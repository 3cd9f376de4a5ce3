//! Node kinds reported by a reader and the capability tables built on them.

/// Kind of the node the reader is currently positioned on.
///
/// The discriminants are fixed: they index the capability bitmaps below.
#[derive(Clone, Copy, Debug, PartialEq, Eq, Hash)]
#[repr(u8)]
pub enum NodeType {
    /// Not positioned on a node (before the first read, at the end or after close)
    None = 0,
    /// Start tag, `<item>` or `<item/>`
    Element = 1,
    /// Attribute of the current element
    Attribute = 2,
    /// Character data
    Text = 3,
    /// `<![CDATA[...]]>`
    CData = 4,
    /// Reference to a general entity that was not expanded
    EntityReference = 5,
    /// Entity declaration
    Entity = 6,
    /// `<?target data?>`
    ProcessingInstruction = 7,
    /// `<!--...-->`
    Comment = 8,
    /// Document node
    Document = 9,
    /// `<!DOCTYPE ...>`
    DocumentType = 10,
    /// Document fragment node
    DocumentFragment = 11,
    /// Notation declaration
    Notation = 12,
    /// Whitespace between markup
    Whitespace = 13,
    /// Whitespace in a `xml:space="preserve"` scope
    SignificantWhitespace = 14,
    /// End tag, `</item>`
    EndElement = 15,
    /// End of an expanded entity reference
    EndEntity = 16,
    /// `<?xml ...?>`
    XmlDeclaration = 17,
}

impl NodeType {
    /// All node kinds, in discriminant order.
    pub const ALL: [NodeType; 18] = [
        NodeType::None,
        NodeType::Element,
        NodeType::Attribute,
        NodeType::Text,
        NodeType::CData,
        NodeType::EntityReference,
        NodeType::Entity,
        NodeType::ProcessingInstruction,
        NodeType::Comment,
        NodeType::Document,
        NodeType::DocumentType,
        NodeType::DocumentFragment,
        NodeType::Notation,
        NodeType::Whitespace,
        NodeType::SignificantWhitespace,
        NodeType::EndElement,
        NodeType::EndEntity,
        NodeType::XmlDeclaration,
    ];

    #[inline]
    const fn bit(self) -> u32 {
        1 << (self as u32)
    }
}

impl Default for NodeType {
    fn default() -> Self {
        NodeType::None
    }
}

/// Lifecycle of a reader.
#[derive(Clone, Copy, Debug, PartialEq, Eq, Hash)]
pub enum ReadState {
    /// `read` was never called
    Initial,
    /// The reader is positioned on a node
    Interactive,
    /// A well-formedness error stopped the reader
    Error,
    /// End of input was reached
    EndOfFile,
    /// `close` was called
    Closed,
}

impl Default for ReadState {
    fn default() -> Self {
        ReadState::Initial
    }
}

/// Value of the `xml:space` attribute in scope.
#[derive(Clone, Copy, Debug, PartialEq, Eq, Hash)]
pub enum XmlSpace {
    /// No `xml:space` in scope
    None,
    /// `xml:space="default"`
    Default,
    /// `xml:space="preserve"`
    Preserve,
}

impl Default for XmlSpace {
    fn default() -> Self {
        XmlSpace::None
    }
}

/// Text, CDATA, Whitespace, SignificantWhitespace
const IS_TEXTUAL_NODE: u32 = 0x6018;
/// Attribute, Text, CDATA, EntityReference, ProcessingInstruction, Comment,
/// Whitespace, SignificantWhitespace, EndElement, EndEntity
const CAN_READ_CONTENT_AS: u32 = 0x1E1BC;
/// Attribute, Text, CDATA, ProcessingInstruction, Comment, DocumentType,
/// Whitespace, SignificantWhitespace, XmlDeclaration
const HAS_VALUE: u32 = 0x2659C;

/// Returns `true` for nodes whose value is character data.
#[inline]
pub const fn is_textual_node(node_type: NodeType) -> bool {
    IS_TEXTUAL_NODE & node_type.bit() != 0
}

/// Returns `true` for nodes a `read_content_as_*` call may start on.
#[inline]
pub const fn can_read_content_as(node_type: NodeType) -> bool {
    CAN_READ_CONTENT_AS & node_type.bit() != 0
}

/// Returns `true` for nodes that carry a value.
#[inline]
pub const fn has_value(node_type: NodeType) -> bool {
    HAS_VALUE & node_type.bit() != 0
}

#[cfg(test)]
mod test {
    use super::*;
    use pretty_assertions::assert_eq;

    /// Reference table, one row per node kind:
    /// (kind, textual, content-readable, has value)
    const TABLE: [(NodeType, bool, bool, bool); 18] = [
        (NodeType::None, false, false, false),
        (NodeType::Element, false, false, false),
        (NodeType::Attribute, false, true, true),
        (NodeType::Text, true, true, true),
        (NodeType::CData, true, true, true),
        (NodeType::EntityReference, false, true, false),
        (NodeType::Entity, false, false, false),
        (NodeType::ProcessingInstruction, false, true, true),
        (NodeType::Comment, false, true, true),
        (NodeType::Document, false, false, false),
        (NodeType::DocumentType, false, false, true),
        (NodeType::DocumentFragment, false, false, false),
        (NodeType::Notation, false, false, false),
        (NodeType::Whitespace, true, true, true),
        (NodeType::SignificantWhitespace, true, true, true),
        (NodeType::EndElement, false, true, false),
        (NodeType::EndEntity, false, true, false),
        (NodeType::XmlDeclaration, false, false, true),
    ];

    #[test]
    fn discriminants_are_dense() {
        for (i, kind) in NodeType::ALL.iter().enumerate() {
            assert_eq!(*kind as usize, i);
        }
    }

    #[test]
    fn classification_matches_table() {
        for &(kind, textual, content, value) in TABLE.iter() {
            assert_eq!(is_textual_node(kind), textual, "is_textual_node({:?})", kind);
            assert_eq!(can_read_content_as(kind), content, "can_read_content_as({:?})", kind);
            assert_eq!(has_value(kind), value, "has_value({:?})", kind);
        }
    }

    #[test]
    fn no_bits_outside_enumeration() {
        let all = NodeType::ALL.iter().fold(0u32, |acc, k| acc | k.bit());
        assert_eq!(IS_TEXTUAL_NODE & !all, 0);
        assert_eq!(CAN_READ_CONTENT_AS & !all, 0);
        assert_eq!(HAS_VALUE & !all, 0);
    }
}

────────────────────

> _Assignment_
The material is to be output in full, exactly as it stands.

> _Completed exercise_
repository 3cd9f376de4a5ce3
//! Node kinds reported by a reader and the capability tables built on them.

/// Kind of the node the reader is currently positioned on.
///
/// The discriminants are fixed: they index the capability bitmaps below.
#[derive(Clone, Copy, Debug, PartialEq, Eq, Hash)]
#[repr(u8)]
pub enum NodeType {
    /// Not positioned on a node (before the first read, at the end or after close)
    None = 0,
    /// Start tag, `<item>` or `<item/>`
    Element = 1,
    /// Attribute of the current element
    Attribute = 2,
    /// Character data
    Text = 3,
    /// `<![CDATA[...]]>`
    CData = 4,
    /// Reference to a general entity that was not expanded
    EntityReference = 5,
    /// Entity declaration
    Entity = 6,
    /// `<?target data?>`
    ProcessingInstruction = 7,
    /// `<!--...-->`
    Comment = 8,
    /// Document node
    Document = 9,
    /// `<!DOCTYPE ...>`
    DocumentType = 10,
    /// Document fragment node
    DocumentFragment = 11,
    /// Notation declaration
    Notation = 12,
    /// Whitespace between markup
    Whitespace = 13,
    /// Whitespace in a `xml:space="preserve"` scope
    SignificantWhitespace = 14,
    /// End tag, `</item>`
    EndElement = 15,
    /// End of an expanded entity reference
    EndEntity = 16,
    /// `<?xml ...?>`
    XmlDeclaration = 17,
}

impl NodeType {
    /// All node kinds, in discriminant order.
    pub const ALL: [NodeType; 18] = [
        NodeType::None,
        NodeType::Element,
        NodeType::Attribute,
        NodeType::Text,
        NodeType::CData,
        NodeType::EntityReference,
        NodeType::Entity,
        NodeType::ProcessingInstruction,
        NodeType::Comment,
        NodeType::Document,
        NodeType::DocumentType,
        NodeType::DocumentFragment,
        NodeType::Notation,
        NodeType::Whitespace,
        NodeType::SignificantWhitespace,
        NodeType::EndElement,
        NodeType::EndEntity,
        NodeType::XmlDeclaration,
    ];

    #[inline]
    const fn bit(self) -> u32 {
        1 << (self as u32)
    }
}

impl Default for NodeType {
    fn default() -> Self {
        NodeType::None
    }
}

/// Lifecycle of a reader.
#[derive(Clone, Copy, Debug, PartialEq, Eq, Hash)]
pub enum ReadState {
    /// `read` was never called
    Initial,
    /// The reader is positioned on a node
    Interactive,
    /// A well-formedness error stopped the reader
    Error,
    /// End of input was reached
    EndOfFile,
    /// `close` was called
    Closed,
}

impl Default for ReadState {
    fn default() -> Self {
        ReadState::Initial
    }
}

/// Value of the `xml:space` attribute in scope.
#[derive(Clone, Copy, Debug, PartialEq, Eq, Hash)]
pub enum XmlSpace {
    /// No `xml:space` in scope
    None,
    /// `xml:space="default"`
    Default,
    /// `xml:space="preserve"`
    Preserve,
}

impl Default for XmlSpace {
    fn default() -> Self {
        XmlSpace::None
    }
}

/// Text, CDATA, Whitespace, SignificantWhitespace
const IS_TEXTUAL_NODE: u32 = 0x6018;
/// Attribute, Text, CDATA, EntityReference, ProcessingInstruction, Comment,
/// Whitespace, SignificantWhitespace, EndElement, EndEntity
const CAN_READ_CONTENT_AS: u32 = 0x1E1BC;
/// Attribute, Text, CDATA, ProcessingInstruction, Comment, DocumentType,
/// Whitespace, SignificantWhitespace, XmlDeclaration
const HAS_VALUE: u32 = 0x2659C;

/// Returns `true` for nodes whose value is character data.
#[inline]
pub const fn is_textual_node(node_type: NodeType) -> bool {
    IS_TEXTUAL_NODE & node_type.bit() != 0
}

/// Returns `true` for nodes a `read_content_as_*` call may start on.
#[inline]
pub const fn can_read_content_as(node_type: NodeType) -> bool {
    CAN_READ_CONTENT_AS & node_type.bit() != 0
}

/// Returns `true` for nodes that carry a value.
#[inline]
pub const fn has_value(node_type: NodeType) -> bool {
    HAS_VALUE & node_type.bit() != 0
}

#[cfg(test)]
mod test {
    use super::*;
    use pretty_assertions::assert_eq;

    /// Reference table, one row per node kind:
    /// (kind, textual, content-readable, has value)
    const TABLE: [(NodeType, bool, bool, bool); 18] = [
        (NodeType::None, false, false, false),
        (NodeType::Element, false, false, false),
        (NodeType::Attribute, false, true, true),
        (NodeType::Text, true, true, true),
        (NodeType::CData, true, true, true),
        (NodeType::EntityReference, false, true, false),
        (NodeType::Entity, false, false, false),
        (NodeType::ProcessingInstruction, false, true, true),
        (NodeType::Comment, false, true, true),
        (NodeType::Document, false, false, false),
        (NodeType::DocumentType, false, false, true),
        (NodeType::DocumentFragment, false, false, false),
        (NodeType::Notation, false, false, false),
        (NodeType::Whitespace, true, true, true),
        (NodeType::SignificantWhitespace, true, true, true),
        (NodeType::EndElement, false, true, false),
        (NodeType::EndEntity, false, true, false),
        (NodeType::XmlDeclaration, false, false, true),
    ];

    #[test]
    fn discriminants_are_dense() {
        for (i, kind) in NodeType::ALL.iter().enumerate() {
            assert_eq!(*kind as usize, i);
        }
    }

    #[test]
    fn classification_matches_table() {
        for &(kind, textual, content, value) in TABLE.iter() {
            assert_eq!(is_textual_node(kind), textual, "is_textual_node({:?})", kind);
            assert_eq!(can_read_content_as(kind), content, "can_read_content_as({:?})", kind);
            assert_eq!(has_value(kind), value, "has_value({:?})", kind);
        }
    }

    #[test]
    fn no_bits_outside_enumeration() {
        let all = NodeType::ALL.iter().fold(0u32, |acc, k| acc | k.bit());
        assert_eq!(IS_TEXTUAL_NODE & !all, 0);
        assert_eq!(CAN_READ_CONTENT_AS & !all, 0);
        assert_eq!(HAS_VALUE & !all, 0);
    }
}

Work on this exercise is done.